* [PROBLEM TO WORK ON]: Return each line of the listing that contains the string "bencode".
== Segment start ==
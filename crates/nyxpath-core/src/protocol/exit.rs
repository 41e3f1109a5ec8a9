// ============================================
// File: crates/nyxpath-core/src/protocol/exit.rs
// ============================================
//! # Exit Negotiation Messages
//!
//! ## Creation Reason
//! A client asks the terminal hop of a circuit for exit access; the answer
//! must be attributable to that hop, so grants, rejects and closes are
//! ed25519-signed by the terminal router's identity key.
//!
//! ## Signing Procedure
//! ```text
//! 1. set Z = 64 zero bytes
//! 2. bencode the whole routing message (A, S, V and body)
//! 3. Z = Ed25519-Sign(key, bytes)
//! ```
//! Verification zeroes `Z` on a copy and checks the same bytes.
//!
//! ## ⚠️ Important Note for Next Developer
//! - Obtain requests are verified against the key they carry (`I`); every
//!   other signed kind is verified against the terminal router id
//! - `UpdateExitVerify` is unsigned
//!
//! ## Last Modified
//! v0.1.0 - Initial exit message set

use rand::rngs::OsRng;
use rand::RngCore;

use nyxpath_common::PathId;

use super::bencode::Value;
use super::routing::{RoutingBody, RoutingMessage};
use crate::crypto::{IdentityKeyPair, IdentityPublicKey, ED25519_PUBLIC_KEY_SIZE, ED25519_SIGNATURE_SIZE};
use crate::error::{CoreError, Result};

/// Size of the random nonce in grant, reject and close messages.
pub const EXIT_NONCE_SIZE: usize = 16;

/// `E` value requesting internet egress.
pub const EXIT_FLAG_INTERNET: u64 = 1;

type Signature = [u8; ED25519_SIGNATURE_SIZE];

fn random_nonce() -> [u8; EXIT_NONCE_SIZE] {
    let mut n = [0u8; EXIT_NONCE_SIZE];
    OsRng.fill_bytes(&mut n);
    n
}

fn policy_list(v: &Value, key: &str) -> Result<Vec<Vec<u8>>> {
    match v.get(key) {
        None => Ok(Vec::new()),
        Some(Value::List(items)) => items
            .iter()
            .map(|item| match item {
                Value::Bytes(b) => Ok(b.clone()),
                _ => Err(CoreError::malformed(format!("{key} entry is not a string"))),
            })
            .collect(),
        Some(_) => Err(CoreError::malformed(format!("field {key} is not a list"))),
    }
}

fn policy_value(list: &[Vec<u8>]) -> Value {
    Value::List(list.iter().cloned().map(Value::Bytes).collect())
}

// ============================================
// ObtainExit (`O`)
// ============================================

/// Client request for exit access.
#[derive(Debug, Clone, PartialEq, Eq)]
pub struct ObtainExit {
    /// Blacklisted traffic policies (`B`)
    pub blacklist: Vec<Vec<u8>>,
    /// Exit flags (`E`); see [`EXIT_FLAG_INTERNET`]
    pub flags: u64,
    /// Requesting identity key (`I`)
    pub identity: [u8; ED25519_PUBLIC_KEY_SIZE],
    /// Transaction id (`T`)
    pub tx_id: u64,
    /// Whitelisted traffic policies (`W`)
    pub whitelist: Vec<Vec<u8>>,
    /// Requested session lifetime in ms (`X`)
    pub expires_ms: u64,
    /// Signature (`Z`)
    pub signature: Signature,
}

impl ObtainExit {
    /// Unsigned request for `identity`.
    #[must_use]
    pub fn new(identity: &IdentityPublicKey, tx_id: u64, flags: u64, expires_ms: u64) -> Self {
        Self {
            blacklist: Vec::new(),
            flags,
            identity: identity.to_bytes(),
            tx_id,
            whitelist: Vec::new(),
            expires_ms,
            signature: [0u8; ED25519_SIGNATURE_SIZE],
        }
    }

    pub(crate) fn write_fields(&self, v: Value) -> Value {
        v.with("B", policy_value(&self.blacklist))
            .with_int("E", self.flags)
            .with_bytes("I", self.identity.to_vec())
            .with_int("T", self.tx_id)
            .with("W", policy_value(&self.whitelist))
            .with_int("X", self.expires_ms)
            .with_bytes("Z", self.signature.to_vec())
    }

    pub(crate) fn read_fields(v: &Value) -> Result<Self> {
        Ok(Self {
            blacklist: policy_list(v, "B")?,
            flags: v.int_or("E", 0),
            identity: v.fixed("I")?,
            tx_id: v.int("T")?,
            whitelist: policy_list(v, "W")?,
            expires_ms: v.int_or("X", 0),
            signature: v.fixed("Z")?,
        })
    }
}

// ============================================
// GrantExit (`G`)
// ============================================

/// Exit access granted by the terminal hop.
#[derive(Debug, Clone, PartialEq, Eq)]
pub struct GrantExit {
    /// Transaction id being answered (`T`)
    pub tx_id: u64,
    /// Random nonce (`Y`)
    pub nonce: [u8; EXIT_NONCE_SIZE],
    /// Signature (`Z`)
    pub signature: Signature,
}

impl GrantExit {
    /// Unsigned grant with a fresh nonce.
    #[must_use]
    pub fn new(tx_id: u64) -> Self {
        Self {
            tx_id,
            nonce: random_nonce(),
            signature: [0u8; ED25519_SIGNATURE_SIZE],
        }
    }

    pub(crate) fn write_fields(&self, v: Value) -> Value {
        v.with_int("T", self.tx_id)
            .with_bytes("Y", self.nonce.to_vec())
            .with_bytes("Z", self.signature.to_vec())
    }

    pub(crate) fn read_fields(v: &Value) -> Result<Self> {
        Ok(Self {
            tx_id: v.int("T")?,
            nonce: v.fixed("Y")?,
            signature: v.fixed("Z")?,
        })
    }
}

// ============================================
// RejectExit (`J`)
// ============================================

/// Exit access refused.
#[derive(Debug, Clone, PartialEq, Eq)]
pub struct RejectExit {
    /// Milliseconds the client should wait before retrying (`B`)
    pub backoff_ms: u64,
    /// Policies the exit would accept (`R`)
    pub policies: Vec<Vec<u8>>,
    /// Transaction id being answered (`T`)
    pub tx_id: u64,
    /// Random nonce (`Y`)
    pub nonce: [u8; EXIT_NONCE_SIZE],
    /// Signature (`Z`)
    pub signature: Signature,
}

impl RejectExit {
    /// Unsigned reject with a fresh nonce.
    #[must_use]
    pub fn new(tx_id: u64, backoff_ms: u64) -> Self {
        Self {
            backoff_ms,
            policies: Vec::new(),
            tx_id,
            nonce: random_nonce(),
            signature: [0u8; ED25519_SIGNATURE_SIZE],
        }
    }

    pub(crate) fn write_fields(&self, v: Value) -> Value {
        v.with_int("B", self.backoff_ms)
            .with("R", policy_value(&self.policies))
            .with_int("T", self.tx_id)
            .with_bytes("Y", self.nonce.to_vec())
            .with_bytes("Z", self.signature.to_vec())
    }

    pub(crate) fn read_fields(v: &Value) -> Result<Self> {
        Ok(Self {
            backoff_ms: v.int_or("B", 0),
            policies: policy_list(v, "R")?,
            tx_id: v.int("T")?,
            nonce: v.fixed("Y")?,
            signature: v.fixed("Z")?,
        })
    }
}

// ============================================
// UpdateExit (`U`) / UpdateExitVerify (`V`)
// ============================================

/// Moves an existing exit session onto the path this message arrives on.
#[derive(Debug, Clone, PartialEq, Eq)]
pub struct UpdateExit {
    /// Path id (at the exit) the session is currently bound to (`P`)
    pub path_id: PathId,
    /// Transaction id (`T`)
    pub tx_id: u64,
    /// Signature (`Z`)
    pub signature: Signature,
}

impl UpdateExit {
    /// Unsigned update.
    #[must_use]
    pub const fn new(path_id: PathId, tx_id: u64) -> Self {
        Self {
            path_id,
            tx_id,
            signature: [0u8; ED25519_SIGNATURE_SIZE],
        }
    }

    pub(crate) fn write_fields(&self, v: Value) -> Value {
        v.with_bytes("P", self.path_id.as_bytes().to_vec())
            .with_int("T", self.tx_id)
            .with_bytes("Z", self.signature.to_vec())
    }

    pub(crate) fn read_fields(v: &Value) -> Result<Self> {
        Ok(Self {
            path_id: PathId::from_array(v.fixed("P")?),
            tx_id: v.int("T")?,
            signature: v.fixed("Z")?,
        })
    }
}

/// Acknowledges an [`UpdateExit`].
#[derive(Debug, Clone, Copy, PartialEq, Eq)]
pub struct UpdateExitVerify {
    /// Transaction id being acknowledged (`T`)
    pub tx_id: u64,
}

impl UpdateExitVerify {
    pub(crate) fn write_fields(self, v: Value) -> Value {
        v.with_int("T", self.tx_id)
    }

    pub(crate) fn read_fields(v: &Value) -> Result<Self> {
        Ok(Self { tx_id: v.int("T")? })
    }
}

// ============================================
// CloseExit (`C`)
// ============================================

/// Ends an exit session. Either side may send it.
#[derive(Debug, Clone, PartialEq, Eq)]
pub struct CloseExit {
    /// Random nonce (`Y`)
    pub nonce: [u8; EXIT_NONCE_SIZE],
    /// Signature (`Z`)
    pub signature: Signature,
}

impl CloseExit {
    /// Unsigned close with a fresh nonce.
    #[must_use]
    pub fn new() -> Self {
        Self {
            nonce: random_nonce(),
            signature: [0u8; ED25519_SIGNATURE_SIZE],
        }
    }

    pub(crate) fn write_fields(&self, v: Value) -> Value {
        v.with_bytes("Y", self.nonce.to_vec())
            .with_bytes("Z", self.signature.to_vec())
    }

    pub(crate) fn read_fields(v: &Value) -> Result<Self> {
        Ok(Self {
            nonce: v.fixed("Y")?,
            signature: v.fixed("Z")?,
        })
    }
}

impl Default for CloseExit {
    fn default() -> Self {
        Self::new()
    }
}

// ============================================
// Signing
// ============================================

fn signature_slot(body: &mut RoutingBody) -> Option<&mut Signature> {
    match body {
        RoutingBody::ObtainExit(m) => Some(&mut m.signature),
        RoutingBody::GrantExit(m) => Some(&mut m.signature),
        RoutingBody::RejectExit(m) => Some(&mut m.signature),
        RoutingBody::UpdateExit(m) => Some(&mut m.signature),
        RoutingBody::CloseExit(m) => Some(&mut m.signature),
        _ => None,
    }
}

/// Signs an exit message in place.
///
/// # Errors
/// `Unsigned` if the message kind carries no signature.
pub fn sign_exit(msg: &mut RoutingMessage, identity: &IdentityKeyPair) -> Result<()> {
    let kind = msg.body.kind();
    let slot = signature_slot(&mut msg.body).ok_or(CoreError::Unsigned(kind))?;
    *slot = [0u8; ED25519_SIGNATURE_SIZE];
    let signature = identity.sign(&msg.encode());
    if let Some(slot) = signature_slot(&mut msg.body) {
        *slot = signature;
    }
    Ok(())
}

/// Verifies an exit message signature against `signer`.
///
/// # Errors
/// `SignatureVerification` on mismatch, `Unsigned` for unsigned kinds.
pub fn verify_exit(msg: &RoutingMessage, signer: &IdentityPublicKey) -> Result<()> {
    let mut copy = msg.clone();
    let slot = signature_slot(&mut copy.body)
        .ok_or(CoreError::Unsigned(msg.body.kind()))?;
    let signature = *slot;
    *slot = [0u8; ED25519_SIGNATURE_SIZE];
    signer.verify(&copy.encode(), &signature)
}

/// Verifies an obtain request against the identity it carries.
///
/// # Errors
/// `SignatureVerification` if the signature or the embedded key is invalid.
pub fn verify_obtain(msg: &RoutingMessage) -> Result<IdentityPublicKey> {
    let RoutingBody::ObtainExit(obtain) = &msg.body else {
        return Err(CoreError::Unsigned(msg.body.kind()));
    };
    let key = IdentityPublicKey::from_bytes(&obtain.identity)
        .map_err(|_| CoreError::SignatureVerification)?;
    verify_exit(msg, &key)?;
    Ok(key)
}

// ============================================
// Tests
// ============================================
// ============================================
// File: crates/nyxpath-core/src/crypto/mod.rs
// ============================================
//! # Cryptography Module
//!
//! ## Creation Reason
//! Groups the primitives the path layer needs: router identities, per-hop
//! shared secrets, the onion stream cipher and nonce-mutation derivation.
//!
//! ## Main Functionality
//! - [`keys`]: `IdentityKeyPair`, `IdentityPublicKey`, `SharedSecret`
//! - [`onion`]: `TunnelNonce`, `OnionCrypto`, `XChaCha20Onion`
//! - [`kdf`]: HKDF-SHA256 derivation of the per-hop nonce-mutation constant
//!
//! ## Layering
//! ```text
//!  client                    hop0            hop1            hop2
//!    │  X = E2(E1(E0(m)))     │               │               │
//!    │  nonce Y               │               │               │
//!    ├───────────────────────►│ peel E0 (Y)   │               │
//!    │                        ├──────────────►│ peel E1 (Y^x0)│
//!    │                        │               ├──────────────►│ peel E2 (Y^x0^x1)
//! ```
//! Each hop XORs the nonce with its own constant before forwarding, so every
//! layer uses a distinct nonce under a distinct key.
//!
//! ## ⚠️ Important Note for Next Developer
//! - Layers are a length-preserving stream cipher (no tag); integrity comes
//!   from the bencode parse at the terminal and the exit signatures
//! - ALL secret types implement Zeroize
//!
//! ## Last Modified
//! v0.1.0 - Initial crypto implementation

pub mod kdf;
pub mod keys;
pub mod onion;

pub use keys::{IdentityKeyPair, IdentityPublicKey, SharedSecret};
pub use onion::{OnionCrypto, TunnelNonce, XChaCha20Onion};

// ============================================
// Constants
// ============================================

/// Size of Ed25519 public key in bytes.
pub const ED25519_PUBLIC_KEY_SIZE: usize = 32;

/// Size of Ed25519 signature in bytes.
pub const ED25519_SIGNATURE_SIZE: usize = 64;

/// Size of a per-hop shared secret (XChaCha20 key).
pub const SHARED_SECRET_SIZE: usize = 32;

/// Size of the XChaCha20 nonce carried in every relay cell.
pub const TUNNEL_NONCE_SIZE: usize = 24;

/// HKDF salt for nonce-mutation derivation.
pub const HKDF_SALT: &[u8] = b"nyxpath-v1";

/// HKDF info for the per-hop nonce-mutation constant.
pub const NONCE_XOR_INFO: &[u8] = b"nyxpath-nonce-xor";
== Segment end ==
* [TASK ANSWER]:
//! 2. bencode the whole routing message (A, S, V and body)
use super::bencode::Value;
//!   from the bencode parse at the terminal and the exit signatures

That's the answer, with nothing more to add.